Abstract
This essay warns that Nigel Biggar’s permissive reading of the classic, theological just war tradition is problematic especially when combined with his highly contextual approach to the United Nations Charter and laws of war. Two points are made: (1) When compared to Augustine’s grappling with the disordered loves of the Roman empire—including ‘foreign iniquity’ as an excuse for military action, the animus dominandi, and wars of a kind that generate more war—In Defence of War lacks a political realism robust enough to defend against leaving the laws of war in the hands of the most powerful nations. (2) When compared to Augustine’s engagement with why and how secular law must constitute the conditions for peaceable and ordered co-existence, In Defence of War fails to incorporate into its just war reasoning a defence of the legal regime necessary for the protection of international peace and security.
Introduction
There is much in Nigel Biggar’s In Defence of War 1 that I welcome and affirm, notably the need for those who stand within the classic, theologically Christian, narrowly penal, judicial tradition of just war moral reasoning to refine that tradition and think with it afresh today. With Biggar, I want to defend and develop this tradition not only as viable but needed in our present-day context, despite the plethora of challenges to the effect that it is exhausted and unfit for the complexities of so-called fourth- and fifth-generation warfare, and more.
To this end, it is necessary to be clear (as Biggar is crystal clear) that not all just war reasoning is the same. Modern liberal versions look very different to the earlier tradition that runs from Ambrose and Augustine through Aquinas and beyond. It is necessary to have the debates that Biggar frames about why positive law is subject to a higher natural law, why retribution is not always contrary to the evangelical imperative to love, the difference between accepting that soldiers will sometimes have to kill and intending or wanting to kill, the complexities entailed in thinking with the classic just war tradition about recent and present-day conflicts, and more. In all these respects, I welcome In Defence of War as a significant contribution to this tradition and its refinement in the present-day.
Yet questions must be asked about aspects of the book. I select two for comment:
How does the realism that pervades In Defence of War compare to the political rhetoric of The City of God?

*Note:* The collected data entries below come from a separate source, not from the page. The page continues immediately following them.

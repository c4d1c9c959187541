//! 画面ルート
//!
//! パスとルートの相互変換。Webはこれでナビゲーション先を組み立て、
//! 未実装のルートは `is_placeholder` で判定する。

/// アプリのルート
#[derive(Debug, Clone, PartialEq, Eq)]
pub enum AppRoute {
    Home,
    Login,
    Signup,
    Dashboard,
    Scans,
    Report { job_id: String },
    ReportPrint { job_id: String },
    Reports,
    Settings,
    Docs,
    Pricing,
    Playground,
    NotFound(String),
}

impl AppRoute {
    /// パスを解析（末尾スラッシュ・クエリは無視）
    pub fn parse(path: &str) -> Self {
        let path = path.split(['?', '#']).next().unwrap_or("");
        let segments: Vec<&str> = path.split('/').filter(|s| !s.is_empty()).collect();

        match segments.as_slice() {
            [] => AppRoute::Home,
            ["login"] => AppRoute::Login,
            ["signup"] => AppRoute::Signup,
            ["docs"] => AppRoute::Docs,
            ["pricing"] => AppRoute::Pricing,
            ["playground"] => AppRoute::Playground,
            ["dashboard"] => AppRoute::Dashboard,
            ["dashboard", "scans"] => AppRoute::Scans,
            ["dashboard", "settings"] => AppRoute::Settings,
            ["dashboard", "reports"] => AppRoute::Reports,
            ["dashboard", "reports", id] => AppRoute::Report { job_id: id.to_string() },
            ["dashboard", "reports", id, "print"] => AppRoute::ReportPrint { job_id: id.to_string() },
            _ => AppRoute::NotFound(path.to_string()),
        }
    }

    pub fn path(&self) -> String {
        match self {
            AppRoute::Home => "/".to_string(),
            AppRoute::Login => "/login".to_string(),
            AppRoute::Signup => "/signup".to_string(),
            AppRoute::Dashboard => "/dashboard".to_string(),
            AppRoute::Scans => "/dashboard/scans".to_string(),
            AppRoute::Report { job_id } => format!("/dashboard/reports/{}", job_id),
            AppRoute::ReportPrint { job_id } => format!("/dashboard/reports/{}/print", job_id),
            AppRoute::Reports => "/dashboard/reports".to_string(),
            AppRoute::Settings => "/dashboard/settings".to_string(),
            AppRoute::Docs => "/docs".to_string(),
            AppRoute::Pricing => "/pricing".to_string(),
            AppRoute::Playground => "/playground".to_string(),
            AppRoute::NotFound(path) => path.clone(),
        }
    }

    /// ログインが必要なルートか
    pub fn requires_session(&self) -> bool {
        matches!(
            self,
            AppRoute::Dashboard
                | AppRoute::Scans
                | AppRoute::Report { .. }
                | AppRoute::ReportPrint { .. }
                | AppRoute::Reports
                | AppRoute::Settings
        )
    }

    /// 未実装（プレースホルダ）のルートか
    pub fn is_placeholder(&self) -> bool {
        matches!(
            self,
            AppRoute::Docs
                | AppRoute::Pricing
                | AppRoute::Playground
                | AppRoute::Reports
                | AppRoute::Settings
        )
    }
}

/// レポート画面へのパス
pub fn report_path(job_id: &str) -> String {
    AppRoute::Report { job_id: job_id.to_string() }.path()
}

#[cfg(test)]
mod tests {
    use super::*;

    #[test]
    fn test_parse_known_routes() {
        assert_eq!(AppRoute::parse("/"), AppRoute::Home);
        assert_eq!(AppRoute::parse(""), AppRoute::Home);
        assert_eq!(AppRoute::parse("/dashboard/"), AppRoute::Dashboard);
        assert_eq!(AppRoute::parse("/dashboard/scans?page=2"), AppRoute::Scans);
        assert_eq!(
            AppRoute::parse("/dashboard/reports/abc-123"),
            AppRoute::Report { job_id: "abc-123".to_string() }
        );
        assert_eq!(
            AppRoute::parse("/dashboard/reports/abc-123/print"),
            AppRoute::ReportPrint { job_id: "abc-123".to_string() }
        );
    }

    #[test]
    fn test_unknown_route() {
        assert_eq!(
            AppRoute::parse("/dashboard/billing"),
            AppRoute::NotFound("/dashboard/billing".to_string())
        );
    }

    #[test]
    fn test_path_round_trip() {
        let routes = [
            AppRoute::Home,
            AppRoute::Login,
            AppRoute::Signup,
            AppRoute::Dashboard,
            AppRoute::Scans,
            AppRoute::Report { job_id: "j1".to_string() },
            AppRoute::ReportPrint { job_id: "j1".to_string() },
            AppRoute::Reports,
            AppRoute::Settings,
            AppRoute::Docs,
            AppRoute::Pricing,
            AppRoute::Playground,
        ];
        for route in routes {
            assert_eq!(AppRoute::parse(&route.path()), route);
        }
    }

    #[test]
    fn test_guards_and_placeholders() {
        assert!(AppRoute::Dashboard.requires_session());
        assert!(!AppRoute::Login.requires_session());
        assert!(AppRoute::Docs.is_placeholder());
        assert!(AppRoute::Settings.is_placeholder());
        assert!(!AppRoute::Scans.is_placeholder());
        assert_eq!(report_path("xyz"), "/dashboard/reports/xyz");
    }

    /// 公開側のプレースホルダはログイン不要、ダッシュボード側は必要
    #[test]
    fn test_placeholder_paths_split_by_session() {
        for path in ["/docs", "/pricing", "/playground"] {
            let route = AppRoute::parse(path);
            assert!(route.is_placeholder(), "{}", path);
            assert!(!route.requires_session(), "{}", path);
        }
        for path in ["/dashboard/reports", "/dashboard/settings"] {
            let route = AppRoute::parse(path);
            assert!(route.is_placeholder(), "{}", path);
            assert!(route.requires_session(), "{}", path);
        }
        assert!(!AppRoute::parse("/dashboard/billing").is_placeholder());
        assert!(AppRoute::parse("/dashboard/reports/j1/print").requires_session());
    }
}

Does Biggar’s contextualism with respect to interpretation of the laws of war lean too far towards flexibility in ways that undermine the legal regime in place to protect international peace and security?
My differences with Biggar are those of the emphasis and interpretation of the early Christian just war tradition, not principle. But these emphases matter if Christian ethics and political theology today are to be sufficiently realist, that is, concerned with the restraint of wrong-doing and securing of things helpful to this life.

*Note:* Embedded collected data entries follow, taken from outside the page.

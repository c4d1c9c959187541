//! 解析中モーダル

use crate::app::use_app;
use leptos::prelude::*;
use trust_wedo_common::ProgressPhase;

#[component]
pub fn ProgressModal(stage: ReadSignal<Option<String>>) -> impl IntoView {
    let ctx = use_app();
    let phase = move || ProgressPhase::from_stage(stage.get().as_deref());

    let steps = ProgressPhase::STEPS
        .into_iter()
        .map(|step| {
            let class = move || {
                let current = phase();
                if current.has_passed(step) {
                    "progress-step done"
                } else if current.is_at(step) {
                    "progress-step active"
                } else {
                    "progress-step"
                }
            };
            let mark = move || if phase().has_passed(step) { "✓" } else { "•" };
            view! {
                <li class=class>
                    <span class="progress-mark">{mark}</span>
                    {move || ctx.tr(step.message_key())}
                </li>
            }
        })
        .collect_view();

    view! {
        <div class="modal-backdrop">
            <div class="modal progress-modal">
                <div class="spinner" />
                <h3>{move || ctx.tr("dashboard.analyzing")}</h3>
                <p class="progress-text">
                    {move || ctx.tr("dashboard.stageLabel")} " "
                    {move || match stage.get() {
                        Some(text) if !text.is_empty() => text,
                        _ => ctx.tr("dashboard.stage.initializing").to_string(),
                    }}
                </p>
                <ul class="progress-steps">{steps}</ul>
                <p class="text-muted">{move || ctx.tr("dashboard.eta")}</p>
            </div>
        </div>
    }
}
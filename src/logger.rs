use std::fs::File;
use std::path::{Path, PathBuf};

use anyhow::Context;
use time::{
    format_description::{self, parse},
    OffsetDateTime,
};
use tracing::{subscriber::set_global_default, Level};
use tracing_subscriber::{fmt::writer::BoxMakeWriter, FmtSubscriber};

/// Installs the global `tracing` subscriber, writing to `path` or to a time-stamped file in the
/// working directory.
///
/// Fails if the file cannot be created or a global subscriber is already set.
pub fn init_logger(path: Option<&Path>) -> anyhow::Result<PathBuf> {
    if tracing::dispatcher::has_been_set() {
        anyhow::bail!("kernel error: a global tracing subscriber is already set");
    }
    let file_name = match path {
        Some(path) => path.to_path_buf(),
        None => PathBuf::from(get_log_file_name()?),
    };
    let file = File::create(&file_name)
        .with_context(|| format!("kernel error: creating log file {}", file_name.display()))?;
    let writer = BoxMakeWriter::new(file);
    let local_offset = time::UtcOffset::current_local_offset().unwrap_or(time::UtcOffset::UTC);
    let timer = tracing_subscriber::fmt::time::OffsetTime::new(
        local_offset,
        format_description::parse("[year]-[month]-[day] [hour]:[minute]:[second]")
            .context("kernel error: log timestamp format")?,
    );

    let subscriber = FmtSubscriber::builder()
        .with_max_level(Level::TRACE)
        .with_ansi(false)
        .with_timer(timer)
        .with_writer(writer)
        .finish();

    set_global_default(subscriber).context(
        "Could not set global default tracing subscriber. Consider disabling logs if you are already setting a subscriber.",
    )?;
    Ok(file_name)
}

fn get_log_file_name() -> anyhow::Result<String> {
    let format = parse("[year]-[month]-[day]_[hour]:[minute]:[second]_kernel_log.txt")
        .context("kernel error: log file name format")?;
    let now = OffsetDateTime::now_local().unwrap_or_else(|_| OffsetDateTime::now_utc());
    now.format(&format)
        .context("kernel error: formatting log file name")
}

Reading In Defence of War and The City of God Side-by-Side
Augustine is, as Biggar affirms, ‘the leading patriarch of Christian just war doctrine’ (61). More is required in just war reasoning today, however, than thinking with merely the passages most familiar to expounders of the just war tradition—namely, a few chapters from Augustine’s The City of God and handful of letters in reply to Faustus the Manichaean and Marcellinus of Carthage, Aquinas’s answer to the question of war in four articles, and familiar writings by Francisca de Vitoria, Alberico Gentili and Francisco Suarez. 2 My point is not that Biggar advocates this kind of reductionism but that just war reasoning requires broader-based engagement with Christian tradition than is familiar in just war reasoning today, including what Augustine says about the politics and law of the Roman Empire. Time and again, Augustine holds up a mirror to the Empire to see where (at least partially) virtuous intent falls into excess, aggression, illegality and yet more war, and also when it results in governance for those governed, taking counsel (L. consulere) with the elders, and seeking after just peace. We need Augustine’s alertness to when ordinate concerns (e.g., for present purposes, national security, the overcoming of wrong-doing and protection of the innocent) become vulnerable to degeneration into illegality, violence, the lust for domination, and other vices. Inattention to these aspects of the tradition risks present-day conclusions that are off-balance because incomplete.

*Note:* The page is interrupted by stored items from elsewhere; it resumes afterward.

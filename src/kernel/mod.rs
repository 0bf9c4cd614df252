//! The round engine.
//!
//! A [`Kernel`] owns the world, the agent registry and a replay sink, and runs the
//! `IDLE → CONNECT_AGENTS → RUN_SIMULATION → SHUT_DOWN` state machine on the calling thread.
//!
//! Each round every agent, in turn order, gets its forwarded messages, the result of its
//! previous action and `ROUND_START`, then has a bounded time to send one action. Once all
//! agents had their turn the actions are resolved, the simulators run, dead and crashed agents
//! are removed and the mailboxes swap.

mod resolution;

use std::net::SocketAddr;
use std::time::{Duration, Instant};

use time::OffsetDateTime;
use tracing::{debug, info, instrument, trace, warn};

use crate::common::AgentId;
use crate::configuration::Configuration;
use crate::error::AgentCrashed;
use crate::logger::init_logger;
use crate::protocol::{AegisCommand, AgentCommand, IssuedCommand};
use crate::registry::{AgentGroup, AgentHandler};
use crate::replay::ReplaySink;
use crate::simulators::run_simulators;
use crate::world::{AegisWorld, WorldCounters};
use resolution::{resolve, CommandBatch};

/// Attempts per expected agent during CONNECT_AGENTS.
const CONNECT_ATTEMPTS: usize = 5;

/// Kernel lifecycle.
#[allow(missing_docs)]
#[derive(Debug, Clone, Copy, PartialEq, Eq)]
pub enum KernelState {
    /// Waiting for the first agent.
    Idle,
    ConnectAgents,
    RunSimulation,
    ShutDown,
}

/// Why a run ended.
#[derive(Debug, Clone, Copy, PartialEq, Eq)]
pub enum EndReason {
    /// Every round was played.
    RoundLimit,
    /// No agent left.
    AllAgentsDead,
    /// Every survivor was rescued, alive or dead.
    AllSurvivorsSaved,
    /// Nobody was connected when the simulation started.
    NoAgentsConnected,
    /// Nobody connected within the idle budget.
    IdleTimeout,
}

/// Outcome of a run.
#[derive(Debug, Clone, PartialEq, Eq)]
pub struct SimulationSummary {
    /// Rounds fully played.
    pub rounds_played: u32,
    #[allow(missing_docs)]
    pub end_reason: EndReason,
    /// Groups and their rescue tallies.
    pub groups: Vec<AgentGroup>,
    /// World counters at the end.
    pub counters: WorldCounters,
}

/// The simulation kernel.
pub struct Kernel<S: ReplaySink> {
    config: Configuration,
    world: AegisWorld,
    handler: AgentHandler,
    replay: S,
    state: KernelState,
    round: u32,
    end_reason: Option<EndReason>,
    batch: CommandBatch,
    records: Vec<String>,
    crashed: Vec<AgentId>,
}

impl<S: ReplaySink> Kernel<S> {
    /// Creates a kernel around a built world. Installs the file logger if the configuration
    /// asks for it.
    #[instrument(skip_all)]
    pub fn new(config: Configuration, world: AegisWorld, replay: S) -> Kernel<S> {
        if config.log {
            if let Err(e) = init_logger(None) {
                warn!("{e:#}, keeping the current subscriber");
            }
        }
        trace!(?config);

        Kernel {
            handler: AgentHandler::new(&config),
            config,
            world,
            replay,
            state: KernelState::Idle,
            round: 0,
            end_reason: None,
            batch: CommandBatch::default(),
            records: vec![],
            crashed: vec![],
        }
    }

    /// Binds the agent port. [`run`](Self::run) does it on its own if needed; call it first
    /// to learn the address when the configured port is 0.
    pub fn listen(&mut self) -> anyhow::Result<SocketAddr> {
        match self.handler.local_addr() {
            Some(addr) => Ok(addr),
            None => self.handler.listen(),
        }
    }

    /// Current state.
    pub fn state(&self) -> KernelState {
        self.state
    }

    /// The world.
    pub fn world(&self) -> &AegisWorld {
        &self.world
    }

    /// The agent registry.
    pub fn handler(&self) -> &AgentHandler {
        &self.handler
    }

    /// The replay sink.
    pub fn replay(&self) -> &S {
        &self.replay
    }

    /// Gives the replay sink back.
    pub fn into_replay(self) -> S {
        self.replay
    }

    /// Runs the state machine until shutdown.
    ///
    /// # Errors
    /// Only startup failures, such as the port being unavailable. Agent faults never end a run.
    pub fn run(&mut self) -> anyhow::Result<SimulationSummary> {
        self.listen()?;
        loop {
            match self.state {
                KernelState::Idle => self.idle()?,
                KernelState::ConnectAgents => self.connect_agents()?,
                KernelState::RunSimulation => self.run_simulation(),
                KernelState::ShutDown => break,
            }
        }
        let summary = self.summary();
        self.shutdown();
        Ok(summary)
    }

    fn summary(&self) -> SimulationSummary {
        SimulationSummary {
            rounds_played: self.round,
            end_reason: self.end_reason.unwrap_or(EndReason::RoundLimit),
            groups: self.handler.groups().to_vec(),
            counters: self.world.counters(),
        }
    }

    fn end_simulation(&mut self, reason: EndReason) {
        info!(?reason, round = self.round, "simulation over");
        self.end_reason = Some(reason);
        self.replay.simulation_complete();
        self.state = KernelState::ShutDown;
    }

    /// Waits for the first agent within the idle budget.
    #[instrument(skip_all)]
    fn idle(&mut self) -> anyhow::Result<()> {
        let deadline = Instant::now() + self.config.idle_timeout;
        loop {
            let remaining = deadline.saturating_duration_since(Instant::now());
            if remaining.is_zero() {
                warn!("idle for too long, shutting down");
                self.end_simulation(EndReason::IdleTimeout);
                return Ok(());
            }
            if self.connect_agent(remaining)? {
                self.state = KernelState::ConnectAgents;
                return Ok(());
            }
        }
    }

    #[instrument(skip_all, fields(expected = self.config.expected_agents))]
    fn connect_agents(&mut self) -> anyhow::Result<()> {
        let mut count = self.handler.agent_count();
        for _ in count..self.config.expected_agents {
            for _ in 0..CONNECT_ATTEMPTS {
                if self.connect_agent(self.config.connect_timeout)? {
                    count += 1;
                    break;
                }
            }
        }
        info!(
            "{count} out of {} agents connected",
            self.config.expected_agents
        );
        self.state = KernelState::RunSimulation;
        Ok(())
    }

    /// Registers one agent, spawns it and answers with CONNECT_OK.
    fn connect_agent(&mut self, timeout: Duration) -> anyhow::Result<bool> {
        let Some(id) = self.handler.connect_agent(timeout)? else {
            return Ok(false);
        };
        let location = self.world.add_agent(id);
        let energy = self
            .world
            .agent(id)
            .map_or(self.world.initial_agent_energy(), |a| a.energy());
        let connect_ok = AegisCommand::ConnectOk {
            id,
            energy,
            location,
            file: self.config.world_file_name.clone(),
        };
        if let Err(crash) = self.handler.send_to(id, &connect_ok) {
            warn!(%crash, "agent lost during handshake");
            self.world.remove_agent(id);
            self.handler.remove_agent(id);
            return Ok(false);
        }
        self.replay.write_line(&format!(
            "ADD_AGT; Info(ID {}, GID {}, Eng {energy}):Loc(X {}, Y {});\n",
            id.id, id.gid, location.x, location.y
        ));
        Ok(true)
    }

    #[instrument(skip_all, fields(rounds = self.config.rounds))]
    fn run_simulation(&mut self) {
        if self.handler.agent_count() == 0 {
            warn!("no agents connected");
            self.replay
                .write_line("MSG;No Agents Connected to the Kernel;\n");
            self.end_simulation(EndReason::NoAgentsConnected);
            return;
        }

        info!("running simulation");
        self.replay.write_line(&format!(
            "Simulation Start: Number of Rounds {};\n",
            self.config.rounds
        ));
        self.replay.snapshot(0, &self.world.snapshot());

        for round in 1..=self.config.rounds {
            if self.handler.agent_count() == 0 {
                self.replay.write_line("MSG;All Agents are Dead !!;\n");
                self.end_simulation(EndReason::AllAgentsDead);
                return;
            }
            if self.world.total_saved() == self.world.num_survivors() {
                self.replay.write_line("MSG;All Survivors Saved !!;\n");
                self.end_simulation(EndReason::AllSurvivorsSaved);
                return;
            }
            self.run_round(round);
        }

        self.replay.write_line("Simulation_Over;\n");
        self.end_simulation(EndReason::RoundLimit);
    }

    #[instrument(skip(self))]
    fn run_round(&mut self, round: u32) {
        // 1. prompt every agent and collect one action each
        self.replay.write_line(&format!("RS;{round};\n"));
        let issued = self.collect_commands();
        for command in issued {
            self.accept_command(command);
        }
        let records = if self.records.is_empty() {
            "None".to_owned()
        } else {
            self.records
                .drain(..)
                .map(|r| format!("[{r}]"))
                .collect::<Vec<_>>()
                .join("$")
        };
        self.replay.write_line(&format!("Agent_Cmds;{{{records}}}\n"));

        // 2. resolve and buffer the results for next round
        let batch = std::mem::take(&mut self.batch);
        let results = resolve(batch, &mut self.world, &mut self.handler, &self.config);
        for (agent, result) in results {
            self.handler.set_result(agent, result);
        }

        // 3. environment
        let events = run_simulators(&mut self.world, self.config.fire_spread);
        self.replay.write_line(&events);

        // 4. deaths, then next round's mailboxes
        self.grim_reaper();
        self.handler.swap_mailboxes();
        self.replay.write_line("RE;\n");
        self.round = round;
        self.replay.snapshot(round, &self.world.snapshot());
    }

    /// Gives every agent its turn and returns the actions they chose.
    fn collect_commands(&mut self) -> Vec<IssuedCommand> {
        let mut issued = vec![];
        self.handler.reset_current_agent();
        while let Some(agent) = self.handler.current_agent() {
            match self.agent_turn(agent) {
                Ok(Some(command)) => issued.push(command),
                Ok(None) => debug!(%agent, "no action this round"),
                Err(crash) => {
                    warn!(%crash, "agent crashed during its turn");
                    if !self.crashed.contains(&agent) {
                        self.crashed.push(agent);
                    }
                }
            }
            self.handler.move_to_next_agent();
        }
        issued
    }

    fn agent_turn(&mut self, agent: AgentId) -> Result<Option<IssuedCommand>, AgentCrashed> {
        self.handler.flush_messages(agent)?;
        self.handler.flush_result(agent)?;
        self.handler.send_to(agent, &AegisCommand::RoundStart)?;
        let command = self.poll_command()?;
        self.handler.send_to(agent, &AegisCommand::RoundEnd)?;
        Ok(command)
    }

    /// Reads the current agent's commands until END_TURN, an unknown command or the timeout.
    ///
    /// The last actionable command wins. With send-and-act, SEND_MESSAGE is handled right away
    /// and does not use up the action.
    fn poll_command(&mut self) -> Result<Option<IssuedCommand>, AgentCrashed> {
        let deadline = Instant::now() + self.config.command_timeout;
        let mut last = None;
        loop {
            let remaining = deadline.saturating_duration_since(Instant::now());
            if remaining.is_zero() {
                break;
            }
            let Some(issued) = self.handler.read_command_of_current(remaining)? else {
                continue;
            };
            let command = &issued.command;
            if matches!(command, AgentCommand::EndTurn | AgentCommand::Unknown) {
                break;
            } else if self.config.send_and_act
                && matches!(command, AgentCommand::SendMessage { .. })
            {
                self.accept_command(issued);
            } else if command.is_actionable() {
                last = Some(issued);
            } else {
                debug!(agent = %issued.agent, %command, "ignored");
            }
        }
        Ok(last)
    }

    /// Records an accepted command and files it for resolution. Messages are forwarded now.
    fn accept_command(&mut self, issued: IssuedCommand) {
        self.records.push(issued.proc_string());
        if let Some(agent) = self.world.agent_mut(issued.agent) {
            agent.command_sent = Some(issued.command.to_string());
        }
        match issued.command {
            AgentCommand::SendMessage {
                recipients,
                message,
            } => self
                .handler
                .forward_message(issued.agent, recipients, message),
            command => {
                self.batch.push(issued.agent, command);
            }
        }
    }

    /// Removes every agent that died this round or crashed. Agents that died in the world get
    /// a DEATH_CARD, crashed ones are past reach.
    fn grim_reaper(&mut self) {
        let crashed = std::mem::take(&mut self.crashed);
        let mut dead = self.world.grim_reaper();
        for &agent in &crashed {
            if !dead.contains(&agent) {
                dead.push(agent);
            }
        }

        let mut line = String::from("Dead_Agents; { ");
        if dead.is_empty() {
            line.push_str("NONE");
        }
        for agent in dead {
            line.push_str(&format!("{},", agent.proc_string()));
            self.world.remove_agent(agent);
            if !crashed.contains(&agent) {
                if let Err(crash) = self.handler.send_to(agent, &AegisCommand::DeathCard) {
                    debug!(%crash, "DEATH_CARD not delivered");
                }
            }
            self.handler.remove_agent(agent);
        }
        line.push_str(" };\n");
        self.replay.write_line(&line);
    }

    #[instrument(skip_all)]
    fn shutdown(&mut self) {
        let now = OffsetDateTime::now_local().unwrap_or_else(|_| OffsetDateTime::now_utc());
        self.replay
            .write_line(&format!("MSG;System Run ended on: {now}\n"));
        self.replay.write_line("MSG;Kernel Shutting Down;\n");
        self.handler.shutdown();
        info!("kernel shut down");
    }
}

Rhetorical ‘Tools and Knives’ 3
While attention has been paid to the rhetorical aspects of Confessions, the sermons and On Christian Doctrine, relatively few scholars have examined the political rhetoric in The City of God. John von Heyking’s Augustine and Politics as Longing in the World is a noted exception that examines how Augustine heaps scorn on the pretensions of Rome’s leaders whilst analysing simultaneously how the quest for glory that dominated Roman life decomposes into inordinate passions and warning believers against supposing that Christianity ‘has solved the problem of reconciling wisdom and power’.
4
So, for instance, Heyking draws attention to how some of Augustine’s most extreme claims about the moral destitution of the Romans are made in relation to the glory they loved ardently: They chose to live for it, and they did not hesitate to die for it … It was, therefore, this avidity for praise and passion for glory that accomplished so many wondrous things; things which were doubtless praiseworthy and glorious in the estimation of men.
5
‘[B]ecause they did not love glory for the sake of justice, but seem rather to have loved justice for the sake of glory, they subsequently broke the treaty of peace which they had made’. 6 The Roman quest for glory was not always reprehensible.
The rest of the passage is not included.